It’s the middle of August and I can state with 100 percent confidence that the 50-day record of triple degree temperatures in Oklahoma will be shattered. In the midst of this horrendous heat, I’ve been juggling three projects and doing some preliminary work for a fourth project that kicks off in October. If my timing is good and at least one of my current projects gets done by the end of September, I should have more time in October to do some of the pleasurable things I like to do besides work (like eat and sleep). So I’m juggling three projects, setting up a fourth, and Juliet Sandrowicz asks me to write an article for the Marketing and Distribution Section’s newsletter.

Of course I said yes.

And of course, life got busier. Two of the four current and future projects are audits. The work for the other two projects consists of technical underwriting and litigation support. I started to think about my topic and I thought underwriting audits would be a great topic. Writers write about what they know.

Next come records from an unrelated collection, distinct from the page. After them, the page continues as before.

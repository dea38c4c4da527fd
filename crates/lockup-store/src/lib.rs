// crates/lockup-store/src/lib.rs
//
// lockup-store: Storage layer for the Lockup staking ledger.
//
// Provides an in-memory `LedgerStore` for tests and embedding, a
// RocksDB-backed `LedgerStore` for persistence, the `StagedLedger` overlay
// that buffers one operation's writes until it succeeds, and a token balance
// book persisted next to the ledger records.

pub mod memory;
pub mod rocks;
pub mod staged;
pub mod token;

// Re-export key types for ergonomic access from downstream crates.
pub use memory::MemoryStore;
pub use rocks::RocksStore;
pub use staged::StagedLedger;
pub use token::RocksToken;
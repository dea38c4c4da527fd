// crates/lockup-core/src/lib.rs
//
// lockup-core: Core types, fixed-point math, ledger records, and trait
// interfaces for the Lockup staking and reward-distribution ledger.
//
// This is the leaf crate that all other crates in the workspace depend on.
// All token amounts are integers in the token's smallest unit; fractions are
// carried by the `Decimal` fixed-point type (scale 10^18, floor rounding).

pub mod batch;
pub mod decimal;
pub mod error;
pub mod records;
pub mod traits;
pub mod types;

// Re-export key types for ergonomic access from downstream crates.
// Usage: `use lockup_core::StakePosition;`

pub use batch::LedgerBatch;
pub use decimal::{mul_div, Decimal, BASIS, U256};
pub use error::LockupError;
pub use records::{GlobalEmissionState, PoolAccumulatorEntry, PositionStatus, StakePosition};
pub use traits::{Clock, EmissionPolicy, FungibleToken, LedgerStore, LedgerView, PoolRegistry};
pub use types::{Address, Amount, PoolKey, TimeIndex};
// crates/lockup-cli/src/error.rs

use lockup_core::LockupError;
use thiserror::Error;

/// Errors surfaced by the lockup CLI.
#[derive(Debug, Error)]
pub enum CliError {
    /// The ledger rejected the operation.
    #[error(transparent)]
    Ledger(#[from] LockupError),

    #[error("I/O error: {0}")]
    Io(#[from] std::io::Error),

    #[error("Config error: {0}")]
    Config(#[from] toml::de::Error),
}

impl CliError {
    /// Stable code for the error category, as printed on failure.
    pub fn code(&self) -> &'static str {
        match self {
            CliError::Ledger(e) => e.code(),
            CliError::Io(_) => "io",
            CliError::Config(_) => "config",
        }
    }
}
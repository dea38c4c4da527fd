// crates/lockup-economics/src/context.rs

use lockup_core::{EmissionPolicy, TimeIndex};

/// Inputs shared by every accrual computation within one operation or query.
///
/// Passed explicitly instead of living in global state, so two engines (or
/// two tests) never observe each other.
#[derive(Clone, Copy)]
pub struct AccrualContext<'a> {
    /// Source of the emission rate and the holder/staker split.
    pub policy: &'a dyn EmissionPolicy,
    /// Block the computation is evaluated at.
    pub now: TimeIndex,
    /// Block that pre-migration pools and positions are measured from.
    pub genesis_block: TimeIndex,
}

impl<'a> AccrualContext<'a> {
    pub fn new(policy: &'a dyn EmissionPolicy, now: TimeIndex, genesis_block: TimeIndex) -> Self {
        Self {
            policy,
            now,
            genesis_block,
        }
    }
}
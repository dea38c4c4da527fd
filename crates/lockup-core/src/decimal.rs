// crates/lockup-core/src/decimal.rs
//
// Fixed-point arithmetic for reward accounting.
//
// `Decimal` is an unsigned fraction scaled by BASIS = 10^18. Every product or
// quotient is evaluated in 256 bits and rounded toward zero; a result that
// does not fit back into 128 bits is an error, never a wrapped value.

// Allow clippy warnings from the uint crate's construct_uint macro
#![allow(clippy::manual_div_ceil)]
#![allow(clippy::assign_op_pattern)]

use std::fmt;
use std::str::FromStr;

use serde::{Deserialize, Serialize};
use uint::construct_uint;

use crate::error::LockupError;
use crate::types::Amount;

construct_uint! {
    /// 256-bit unsigned integer used for intermediate products.
    pub struct U256(4);
}

/// Fixed-point scale: 10^18.
pub const BASIS: u128 = 1_000_000_000_000_000_000;

/// Number of fractional decimal digits carried by `Decimal`.
const BASIS_DIGITS: usize = 18;

fn widen(value: u128) -> U256 {
    U256([value as u64, (value >> 64) as u64, 0, 0])
}

fn narrow(value: U256, what: &str) -> Result<u128, LockupError> {
    if value.0[2] != 0 || value.0[3] != 0 {
        return Err(LockupError::overflow(what));
    }
    Ok(((value.0[1] as u128) << 64) | value.0[0] as u128)
}

/// Compute `floor(a * b / c)` without intermediate overflow.
///
/// # Errors
/// `InvalidArgument` if `c == 0`, `Overflow` if the quotient exceeds `u128`.
pub fn mul_div(a: u128, b: u128, c: u128) -> Result<u128, LockupError> {
    if c == 0 {
        return Err(LockupError::InvalidArgument(
            "mul_div divisor is zero".to_string(),
        ));
    }
    // Two 128-bit factors always fit in 256 bits.
    let product = widen(a) * widen(b);
    narrow(product / widen(c), "mul_div quotient")
}

/// Unsigned fixed-point fraction with scale `BASIS`.
#[derive(Debug, Clone, Copy, Default, PartialEq, Eq, PartialOrd, Ord, Hash, Serialize, Deserialize)]
#[serde(transparent)]
pub struct Decimal(u128);

impl Decimal {
    pub const ZERO: Decimal = Decimal(0);
    pub const ONE: Decimal = Decimal(BASIS);

    /// Wrap an already-scaled raw value.
    pub const fn from_raw(raw: u128) -> Self {
        Decimal(raw)
    }

    /// The raw scaled value.
    pub const fn raw(&self) -> u128 {
        self.0
    }

    /// `floor(num / den)` as a fraction. A zero denominator yields zero.
    pub fn ratio(num: Amount, den: Amount) -> Result<Self, LockupError> {
        if den == 0 {
            return Ok(Decimal::ZERO);
        }
        mul_div(num, BASIS, den).map(Decimal)
    }

    /// Apply this fraction to an amount: `floor(amount * self)`.
    pub fn mul_amount(&self, amount: Amount) -> Result<Amount, LockupError> {
        mul_div(amount, self.0, BASIS)
    }

    pub fn checked_add(self, other: Decimal) -> Result<Self, LockupError> {
        self.0
            .checked_add(other.0)
            .map(Decimal)
            .ok_or_else(|| LockupError::overflow("decimal sum"))
    }

    pub fn saturating_sub(self, other: Decimal) -> Self {
        Decimal(self.0.saturating_sub(other.0))
    }
}

impl fmt::Display for Decimal {
    fn fmt(&self, f: &mut fmt::Formatter<'_>) -> fmt::Result {
        let whole = self.0 / BASIS;
        let frac = self.0 % BASIS;
        if frac == 0 {
            write!(f, "{}", whole)
        } else {
            let frac_str = format!("{:0width$}", frac, width = BASIS_DIGITS);
            write!(f, "{}.{}", whole, frac_str.trim_end_matches('0'))
        }
    }
}

impl FromStr for Decimal {
    type Err = LockupError;

    /// Parse `"3"`, `"0.25"` or `"1.5"`. At most 18 fractional digits.
    fn from_str(s: &str) -> Result<Self, Self::Err> {
        let invalid = || LockupError::InvalidArgument(format!("invalid decimal: {:?}", s));
        let (whole, frac) = match s.split_once('.') {
            Some((whole, frac)) => (whole, frac),
            None => (s, ""),
        };
        if whole.is_empty() || frac.len() > BASIS_DIGITS {
            return Err(invalid());
        }
        if !whole.bytes().chain(frac.bytes()).all(|b| b.is_ascii_digit()) {
            return Err(invalid());
        }
        let whole: u128 = whole.parse().map_err(|_| invalid())?;
        let frac_raw: u128 = if frac.is_empty() {
            0
        } else {
            format!("{:0<width$}", frac, width = BASIS_DIGITS)
                .parse()
                .map_err(|_| invalid())?
        };
        whole
            .checked_mul(BASIS)
            .and_then(|raw| raw.checked_add(frac_raw))
            .map(Decimal)
            .ok_or_else(|| LockupError::overflow("decimal literal"))
    }
}
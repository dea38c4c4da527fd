// crates/lockup-store/src/staged.rs
//
// Staged write overlay for a single ledger operation.
//
// Reads see this operation's own writes first and fall through to the base
// view otherwise. Nothing reaches the store until the caller hands
// `into_batch()` to `LedgerStore::apply`, so an operation that fails
// half-way leaves no trace.

use lockup_core::error::LockupError;
use lockup_core::{
    Address, GlobalEmissionState, LedgerBatch, LedgerView, PoolAccumulatorEntry, PoolKey,
    StakePosition,
};

/// Read-through, write-buffering view over a `LedgerView`.
pub struct StagedLedger<'a> {
    base: &'a dyn LedgerView,
    batch: LedgerBatch,
}

impl<'a> StagedLedger<'a> {
    /// Start staging on top of `base`.
    pub fn new(base: &'a dyn LedgerView) -> Self {
        Self {
            base,
            batch: LedgerBatch::new(),
        }
    }

    pub fn put_emission(&mut self, state: GlobalEmissionState) {
        self.batch.put_emission(state);
    }

    pub fn put_pool(&mut self, key: PoolKey, entry: PoolAccumulatorEntry) {
        self.batch.put_pool(key, entry);
    }

    pub fn put_position(&mut self, pool: Address, staker: Address, position: StakePosition) {
        self.batch.put_position(pool, staker, position);
    }

    /// Finish staging and hand back the writes.
    pub fn into_batch(self) -> LedgerBatch {
        self.batch
    }
}

impl LedgerView for StagedLedger<'_> {
    fn emission(&self) -> Result<GlobalEmissionState, LockupError> {
        match self.batch.emission {
            Some(state) => Ok(state),
            None => self.base.emission(),
        }
    }

    fn pool(&self, key: &PoolKey) -> Result<PoolAccumulatorEntry, LockupError> {
        match self.batch.pools.get(key) {
            Some(entry) => Ok(*entry),
            None => self.base.pool(key),
        }
    }

    fn position(&self, pool: &Address, staker: &Address) -> Result<StakePosition, LockupError> {
        match self.batch.positions.get(&(*pool, *staker)) {
            Some(position) => Ok(*position),
            None => self.base.position(pool, staker),
        }
    }
}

The topic of this article is independent underwriting audits. The question is why so few?

In a typical life insurance company the underwriting department does their own routine desk audits. Different companies have different procedures, but typically 25 to 50 cases per underwriter are audited by higher level, experienced underwriters on a routine basis, perhaps on a quarterly or semi-annual basis. Reinsurance companies conduct their own audits every two years or so of perhaps a hundred files. Despite the obvious lack of statistical validity, what’s wrong with this picture?

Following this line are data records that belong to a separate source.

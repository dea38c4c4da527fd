// crates/lockup-economics/src/emission.rs
//
// Cumulative protocol emission.
//
// The curve is a step function: between two commits the rate is constant
// and equal to the rate recorded at the earlier commit. A rate change read
// from the policy only takes effect from the block it is committed at, so
// rewards for an elapsed interval always use the rate that was in force
// during that interval.

use lockup_core::error::LockupError;
use lockup_core::{Amount, GlobalEmissionState, LedgerView, TimeIndex};
use lockup_store::StagedLedger;

use crate::context::AccrualContext;

/// The emission curve evaluated at `AccrualContext::now`.
#[derive(Debug, Clone, Copy, PartialEq, Eq)]
pub struct EmissionSnapshot {
    /// Cumulative emission up to `now`.
    pub next_cumulative: Amount,
    /// Rate the policy reports now; in force from the next commit on.
    pub current_rate: Amount,
}

/// Evaluate the curve at `ctx.now` without writing anything.
///
/// Before the first commit there is no recorded block, so nothing has
/// accrued yet and the stored cumulative value is returned unchanged.
pub fn refresh_emission(view: &dyn LedgerView, ctx: &AccrualContext<'_>) -> Result<EmissionSnapshot, LockupError> {
    let current_rate = ctx.policy.max_emission_rate()?;
    let state = view.emission()?;
    let elapsed = match state.last_emission_block {
        Some(block) => ctx.now.saturating_sub(block),
        None => 0,
    };
    let accrued = state
        .last_emission_rate
        .checked_mul(Amount::from(elapsed))
        .ok_or_else(|| LockupError::overflow("emission over elapsed blocks"))?;
    let next_cumulative = state
        .cumulative_emission
        .checked_add(accrued)
        .ok_or_else(|| LockupError::overflow("cumulative emission"))?;
    Ok(EmissionSnapshot {
        next_cumulative,
        current_rate,
    })
}

/// Persist a snapshot as the new curve origin at block `now`.
pub fn commit_emission(tx: &mut StagedLedger<'_>, snapshot: EmissionSnapshot, now: TimeIndex) {
    tx.put_emission(GlobalEmissionState {
        cumulative_emission: snapshot.next_cumulative,
        last_emission_rate: snapshot.current_rate,
        last_emission_block: Some(now),
    });
}
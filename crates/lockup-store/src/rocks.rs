// crates/lockup-store/src/rocks.rs
//
// RocksDB-backed persistent storage for ledger records.
//
// Key format:
//   - `emission`                          -> JSON GlobalEmissionState
//   - `pool:all` / `pool:{hex}`           -> JSON PoolAccumulatorEntry
//   - `position:{pool_hex}:{staker_hex}`  -> JSON StakePosition
//   - `balance:{hex}` / `supply`          -> JSON Amount (token book, see token.rs)
//
// A missing key decodes to the record's zero value. Batches are written
// with a single RocksDB WriteBatch, so they land atomically.

use rocksdb::{DBWithThreadMode, MultiThreaded, Options, WriteBatch};
use serde::de::DeserializeOwned;
use serde::Serialize;

use lockup_core::error::LockupError;
use lockup_core::{
    Address, Amount, GlobalEmissionState, LedgerBatch, LedgerStore, LedgerView,
    PoolAccumulatorEntry, PoolKey, StakePosition,
};

const EMISSION_KEY: &[u8] = b"emission";
const SUPPLY_KEY: &[u8] = b"supply";

/// RocksDB wrapper implementing the `LedgerStore` trait.
#[derive(Debug)]
pub struct RocksStore {
    db: DBWithThreadMode<MultiThreaded>,
}

impl RocksStore {
    /// Open a RocksDB database at the given filesystem path.
    ///
    /// Creates the database directory if it does not exist.
    pub fn open(path: &str) -> Result<Self, LockupError> {
        let mut opts = Options::default();
        opts.create_if_missing(true);

        let db = DBWithThreadMode::<MultiThreaded>::open(&opts, path).map_err(|e| {
            LockupError::Storage(format!("Failed to open RocksDB at {}: {}", path, e))
        })?;

        Ok(Self { db })
    }

    /// Build the key for a pool accumulator entry: `pool:{tag}`.
    fn pool_key(key: &PoolKey) -> Vec<u8> {
        format!("pool:{}", key.storage_tag()).into_bytes()
    }

    /// Build the key for a stake position: `position:{pool}:{staker}`.
    fn position_key(pool: &Address, staker: &Address) -> Vec<u8> {
        format!("position:{}:{}", pool.to_hex(), staker.to_hex()).into_bytes()
    }

    /// Build the key for a token balance: `balance:{hex}`.
    pub(crate) fn balance_key(owner: &Address) -> Vec<u8> {
        format!("balance:{}", owner.to_hex()).into_bytes()
    }

    pub(crate) fn supply_key() -> Vec<u8> {
        SUPPLY_KEY.to_vec()
    }

    /// Get raw bytes from RocksDB, mapping errors to LockupError::Storage.
    fn get_raw(&self, key: &[u8]) -> Result<Option<Vec<u8>>, LockupError> {
        self.db
            .get(key)
            .map_err(|e| LockupError::Storage(format!("RocksDB get failed: {}", e)))
    }

    /// Decode a JSON record, or its zero value if the key is absent.
    fn get_record<T: DeserializeOwned + Default>(&self, key: &[u8]) -> Result<T, LockupError> {
        match self.get_raw(key)? {
            Some(bytes) => Ok(serde_json::from_slice(&bytes)?),
            None => Ok(T::default()),
        }
    }

    fn stage<T: Serialize>(batch: &mut WriteBatch, key: &[u8], value: &T) -> Result<(), LockupError> {
        let json = serde_json::to_vec(value)?;
        batch.put(key, json);
        Ok(())
    }

    fn write(&self, batch: WriteBatch) -> Result<(), LockupError> {
        self.db
            .write(batch)
            .map_err(|e| LockupError::Storage(format!("RocksDB batch write failed: {}", e)))
    }

    /// Read an amount stored under `key` (zero if absent).
    pub(crate) fn get_amount(&self, key: &[u8]) -> Result<Amount, LockupError> {
        self.get_record(key)
    }

    /// Write several amounts in one atomic batch.
    pub(crate) fn put_amounts(&self, entries: &[(Vec<u8>, Amount)]) -> Result<(), LockupError> {
        let mut batch = WriteBatch::default();
        for (key, amount) in entries {
            Self::stage(&mut batch, key, amount)?;
        }
        self.write(batch)
    }
}

impl LedgerView for RocksStore {
    fn emission(&self) -> Result<GlobalEmissionState, LockupError> {
        self.get_record(EMISSION_KEY)
    }

    fn pool(&self, key: &PoolKey) -> Result<PoolAccumulatorEntry, LockupError> {
        self.get_record(&Self::pool_key(key))
    }

    fn position(&self, pool: &Address, staker: &Address) -> Result<StakePosition, LockupError> {
        self.get_record(&Self::position_key(pool, staker))
    }
}

impl LedgerStore for RocksStore {
    fn apply(&self, batch: LedgerBatch) -> Result<(), LockupError> {
        if batch.is_empty() {
            return Ok(());
        }
        let records = batch.len();
        let mut write = WriteBatch::default();
        if let Some(emission) = &batch.emission {
            Self::stage(&mut write, EMISSION_KEY, emission)?;
        }
        for (key, entry) in &batch.pools {
            Self::stage(&mut write, &Self::pool_key(key), entry)?;
        }
        for ((pool, staker), position) in &batch.positions {
            Self::stage(&mut write, &Self::position_key(pool, staker), position)?;
        }
        self.write(write)?;
        tracing::debug!(records, "Applied ledger batch to RocksDB");
        Ok(())
    }
}
// crates/lockup-economics/src/policy.rs
//
// Default emission policy: a fixed per-block emission rate, a fixed lockup
// length, and a holder/staker split expressed in basis points.
//
// A pool with nothing staked pays its whole reward to holders; once stake is
// present, holders receive `holder_share_bps / 10_000` of it (rounded down)
// and stakers the remainder.

use serde::{Deserialize, Serialize};

use lockup_core::error::LockupError;
use lockup_core::{mul_div, Amount, EmissionPolicy, TimeIndex};

/// Basis-point denominator: 10,000 bps = 100%.
pub const BPS_DENOMINATOR: u32 = 10_000;

/// Default maximum emission per block: 1 token at 18 decimals.
pub const DEFAULT_MAX_EMISSION_RATE: Amount = 1_000_000_000_000_000_000;

/// Default lockup after cancellation: 175,200 blocks (~30 days at 15s/block).
pub const DEFAULT_LOCKUP_DURATION: TimeIndex = 175_200;

/// Default holder share of a staked pool's reward: 95%.
pub const DEFAULT_HOLDER_SHARE_BPS: u32 = 9_500;

/// Policy with fixed parameters, typically loaded from configuration.
#[derive(Debug, Clone, Copy, PartialEq, Eq, Serialize, Deserialize)]
pub struct ConfiguredPolicy {
    max_emission_rate: Amount,
    lockup_duration: TimeIndex,
    holder_share_bps: u32,
}

impl ConfiguredPolicy {
    /// Build a policy.
    ///
    /// # Errors
    /// Returns `LockupError::InvalidArgument` if `holder_share_bps` exceeds 10,000.
    pub fn new(
        max_emission_rate: Amount,
        lockup_duration: TimeIndex,
        holder_share_bps: u32,
    ) -> Result<Self, LockupError> {
        if holder_share_bps > BPS_DENOMINATOR {
            return Err(LockupError::InvalidArgument(format!(
                "holder share of {} bps exceeds {} bps",
                holder_share_bps, BPS_DENOMINATOR
            )));
        }
        Ok(Self {
            max_emission_rate,
            lockup_duration,
            holder_share_bps,
        })
    }

    pub fn holder_share_bps(&self) -> u32 {
        self.holder_share_bps
    }
}

impl Default for ConfiguredPolicy {
    fn default() -> Self {
        Self {
            max_emission_rate: DEFAULT_MAX_EMISSION_RATE,
            lockup_duration: DEFAULT_LOCKUP_DURATION,
            holder_share_bps: DEFAULT_HOLDER_SHARE_BPS,
        }
    }
}

impl EmissionPolicy for ConfiguredPolicy {
    fn max_emission_rate(&self) -> Result<Amount, LockupError> {
        Ok(self.max_emission_rate)
    }

    fn lockup_duration(&self) -> Result<TimeIndex, LockupError> {
        Ok(self.lockup_duration)
    }

    fn split_holder_share(&self, pool_reward: Amount, staked_in_pool: Amount) -> Result<Amount, LockupError> {
        if staked_in_pool == 0 {
            return Ok(pool_reward);
        }
        mul_div(
            pool_reward,
            Amount::from(self.holder_share_bps),
            Amount::from(BPS_DENOMINATOR),
        )
    }
}

#[cfg(test)]
mod tests {
    use super::*;

    #[test]
    fn test_rejects_share_above_100_percent() {
        assert!(ConfiguredPolicy::new(1, 1, BPS_DENOMINATOR + 1).is_err());
        assert!(ConfiguredPolicy::new(1, 1, BPS_DENOMINATOR).is_ok());
    }

    #[test]
    fn test_unstaked_pool_pays_holders_everything() {
        let policy = ConfiguredPolicy::default();
        assert_eq!(policy.split_holder_share(1_000, 0).unwrap(), 1_000);
    }

    #[test]
    fn test_staked_pool_split() {
        let policy = ConfiguredPolicy::new(1, 1, 9_500).unwrap();
        assert_eq!(policy.split_holder_share(1_000, 1).unwrap(), 950);
    }

    #[test]
    fn test_split_rounds_down() {
        let policy = ConfiguredPolicy::new(1, 1, 5_000).unwrap();
        assert_eq!(policy.split_holder_share(7, 10).unwrap(), 3);
    }

    #[test]
    fn test_defaults() {
        let policy = ConfiguredPolicy::default();
        assert_eq!(policy.max_emission_rate().unwrap(), DEFAULT_MAX_EMISSION_RATE);
        assert_eq!(policy.lockup_duration().unwrap(), DEFAULT_LOCKUP_DURATION);
        assert_eq!(policy.holder_share_bps(), DEFAULT_HOLDER_SHARE_BPS);
    }
}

Audits done by internal staff and/or by reinsurance companies essentially will inform management of issues such as the following:

  • Adherence to internal underwriting guidelines and procedures;
  • Consistency;
  • Trend identification;
  • Identify concentrations of mortality risk by impairment, sales channel, underwriter, or plan of insurance;
  • Quality of underwriting decisions;
  • Quality of file documentation;
  • Adherence with or deviation from approved underwriting manuals;
  • Adherence with or deviation from generally accepted industry standards; and
  • Identify areas for group or individual training.

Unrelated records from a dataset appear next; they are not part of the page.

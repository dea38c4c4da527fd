// crates/lockup-economics/src/accumulator.rs
//
// Cumulative stake area per pool and for the protocol-wide aggregate.
//
// The area is the integral of "amount staked" over blocks. Each entry stores
// its area as of `last_block` together with the unit staked since then, so
// the area at any later block is one multiply-add. Every stake change updates
// the pool entry and the `PoolKey::All` entry together, which keeps the
// aggregate unit equal to the sum of per-pool units.
//
// Pools that predate cumulative accounting have no `last_block`. They read as
// zero area accumulated since the genesis block with the legacy total staked
// as the unit, until their first post-migration stake change.

use lockup_core::error::LockupError;
use lockup_core::{Address, Amount, LedgerView, PoolAccumulatorEntry, PoolKey, TimeIndex};
use lockup_store::StagedLedger;

use crate::context::AccrualContext;

/// Cumulative stake area evaluated at a block.
#[derive(Debug, Clone, Copy, PartialEq, Eq)]
pub struct StakeArea {
    /// Area up to the evaluation block.
    pub area: Amount,
    /// Amount currently staked.
    pub unit: Amount,
    /// Block of the last recorded stake change (or the genesis block).
    pub last_block: TimeIndex,
}

/// Signed change to a pool's staked amount.
#[derive(Debug, Clone, Copy, PartialEq, Eq)]
pub enum StakeDelta {
    Increase(Amount),
    Decrease(Amount),
}

fn recorded(entry: &PoolAccumulatorEntry, genesis_block: TimeIndex) -> StakeArea {
    match entry.last_block {
        Some(last_block) => StakeArea {
            area: entry.cumulative_stake_area,
            unit: entry.current_stake_unit,
            last_block,
        },
        None => StakeArea {
            area: 0,
            unit: entry.legacy_total_value,
            last_block: genesis_block,
        },
    }
}

/// Evaluate the cumulative stake area of `key` at `ctx.now`. Read-only.
pub fn cumulative_stake_area(
    view: &dyn LedgerView,
    ctx: &AccrualContext<'_>,
    key: &PoolKey,
) -> Result<StakeArea, LockupError> {
    let entry = view.pool(key)?;
    let stored = recorded(&entry, ctx.genesis_block);
    let elapsed = ctx.now.saturating_sub(stored.last_block);
    let growth = stored
        .unit
        .checked_mul(Amount::from(elapsed))
        .ok_or_else(|| LockupError::overflow("stake area growth"))?;
    let area = stored
        .area
        .checked_add(growth)
        .ok_or_else(|| LockupError::overflow("cumulative stake area"))?;
    Ok(StakeArea {
        area,
        unit: stored.unit,
        last_block: stored.last_block,
    })
}

/// Apply a stake change to `pool` and to the aggregate at `ctx.now`.
///
/// Folds the area accrued since `last_block` into the stored area, then
/// records the new unit and moves `last_block` to `ctx.now`.
pub fn update_stake(
    tx: &mut StagedLedger<'_>,
    ctx: &AccrualContext<'_>,
    pool: &Address,
    delta: StakeDelta,
) -> Result<(), LockupError> {
    for key in [PoolKey::Pool(*pool), PoolKey::All] {
        let current = cumulative_stake_area(&*tx, ctx, &key)?;
        let unit = match delta {
            StakeDelta::Increase(amount) => current
                .unit
                .checked_add(amount)
                .ok_or_else(|| LockupError::overflow("staked amount"))?,
            StakeDelta::Decrease(amount) => current.unit.checked_sub(amount).ok_or_else(|| {
                LockupError::IllegalState(format!(
                    "cannot remove {} from {} which holds {}",
                    amount, key, current.unit
                ))
            })?,
        };
        let mut entry = tx.pool(&key)?;
        entry.cumulative_stake_area = current.area;
        entry.current_stake_unit = unit;
        entry.last_block = Some(ctx.now);
        tx.put_pool(key, entry);
    }
    Ok(())
}
// crates/lockup-economics/src/migration.rs
//
// Import of state accrued under the superseded price-per-unit model.
//
// A legacy pool carries its total staked value and its interest price per
// unit; it has no `last_block` until its first post-migration stake change,
// so the accumulator reads it from the genesis block with the legacy total
// as its unit. Legacy positions carry the price they last settled at and no
// checkpoint block. Both imports are only possible before cumulative
// accounting has touched the records involved, and the positions imported
// into a pool never add up to more than its legacy total.

use lockup_core::error::LockupError;
use lockup_core::{Address, Amount, Decimal, LedgerStore, LedgerView, PoolKey};
use lockup_store::StagedLedger;

use crate::engine::LockupEngine;
use crate::events::LedgerEvent;

impl<S: LedgerStore> LockupEngine<S> {
    /// Record a pre-migration pool and fold its total into the aggregate.
    pub fn import_legacy_pool(
        &self,
        pool: &Address,
        total_value: Amount,
        interest_price: Decimal,
    ) -> Result<LedgerEvent, LockupError> {
        if !self.collaborators.registry.is_registered_pool(pool) {
            return Err(LockupError::InvalidArgument(format!("pool {} is not registered", pool)));
        }

        let _writer = self.writer()?;
        let mut tx = StagedLedger::new(&self.store);
        let mut all = tx.pool(&PoolKey::All)?;
        if !all.is_pre_migration() {
            return Err(LockupError::IllegalState(
                "cumulative accounting has started; legacy pools can no longer be imported".to_string(),
            ));
        }
        let mut entry = tx.pool(&PoolKey::Pool(*pool))?;
        if !entry.is_pre_migration() || entry.legacy_total_value != 0 {
            return Err(LockupError::IllegalState(format!("pool {} already has ledger state", pool)));
        }

        entry.legacy_total_value = total_value;
        entry.legacy_interest_price = interest_price;
        all.legacy_total_value = all
            .legacy_total_value
            .checked_add(total_value)
            .ok_or_else(|| LockupError::overflow("legacy total value"))?;
        tx.put_pool(PoolKey::Pool(*pool), entry);
        tx.put_pool(PoolKey::All, all);

        self.commit(
            tx,
            LedgerEvent::LegacyPoolImported {
                pool: *pool,
                total_value,
                interest_price,
            },
        )
    }

    /// Record a pre-migration position in a legacy pool.
    pub fn import_legacy_position(
        &self,
        pool: &Address,
        staker: &Address,
        amount: Amount,
        last_interest_price: Decimal,
    ) -> Result<LedgerEvent, LockupError> {
        if amount == 0 {
            return Err(LockupError::InvalidArgument(
                "legacy position amount must be greater than zero".to_string(),
            ));
        }

        let _writer = self.writer()?;
        let mut tx = StagedLedger::new(&self.store);
        let mut entry = tx.pool(&PoolKey::Pool(*pool))?;
        if !entry.is_pre_migration() || entry.legacy_total_value == 0 {
            return Err(LockupError::IllegalState(format!(
                "pool {} is not an imported legacy pool awaiting migration",
                pool
            )));
        }
        let mut position = tx.position(pool, staker)?;
        if position.amount != 0 || position.checkpoint_block.is_some() {
            return Err(LockupError::IllegalState(format!(
                "position of {} in {} already has ledger state",
                staker, pool
            )));
        }

        let imported = entry
            .legacy_imported_value
            .checked_add(amount)
            .filter(|imported| *imported <= entry.legacy_total_value)
            .ok_or_else(|| {
                LockupError::InvalidArgument(format!(
                    "legacy position of {} exceeds the unimported remainder {} of pool {}",
                    amount,
                    entry.legacy_total_value.saturating_sub(entry.legacy_imported_value),
                    pool
                ))
            })?;
        entry.legacy_imported_value = imported;

        position.amount = amount;
        position.last_interest_price = last_interest_price;
        tx.put_position(*pool, *staker, position);
        tx.put_pool(PoolKey::Pool(*pool), entry);

        self.commit(
            tx,
            LedgerEvent::LegacyPositionImported {
                pool: *pool,
                staker: *staker,
                amount,
                last_interest_price,
            },
        )
    }
}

I’ll ask the question again–what’s wrong with this picture?

Audits performed by a company’s own underwriters or reinsurers are not independent. The readership for this article is a smart sophisticated audience. The value of an independently conducted objective underwriting audit should be readily apparent. Our industry can ill afford another Equity Funding scandal. But the question is why are there so few independent underwriting audits?

My upcoming audit engagement is with a NYSE listed company whose Internal Audit department conducts independent life underwriting audits in partnership with a life underwriting subject matter expert. The life underwriting expert changes in a regular two- or three-year rotation. Internal Audit reports only to the Audit Committee of the Board of Directors, not to internal management. The final audit findings are reported also to the Audit Committee of the Board of Directors.

After many years and many audits in the life insurance business it was quite refreshing to come across a company who applies stringent standards of risk management to the risk selection process.

I have ideas and suspicions on why so few independent life underwriting audits are performed. In a few months I’ll have one life company’s rationale for conducting independent life underwriting audits. Stay tuned.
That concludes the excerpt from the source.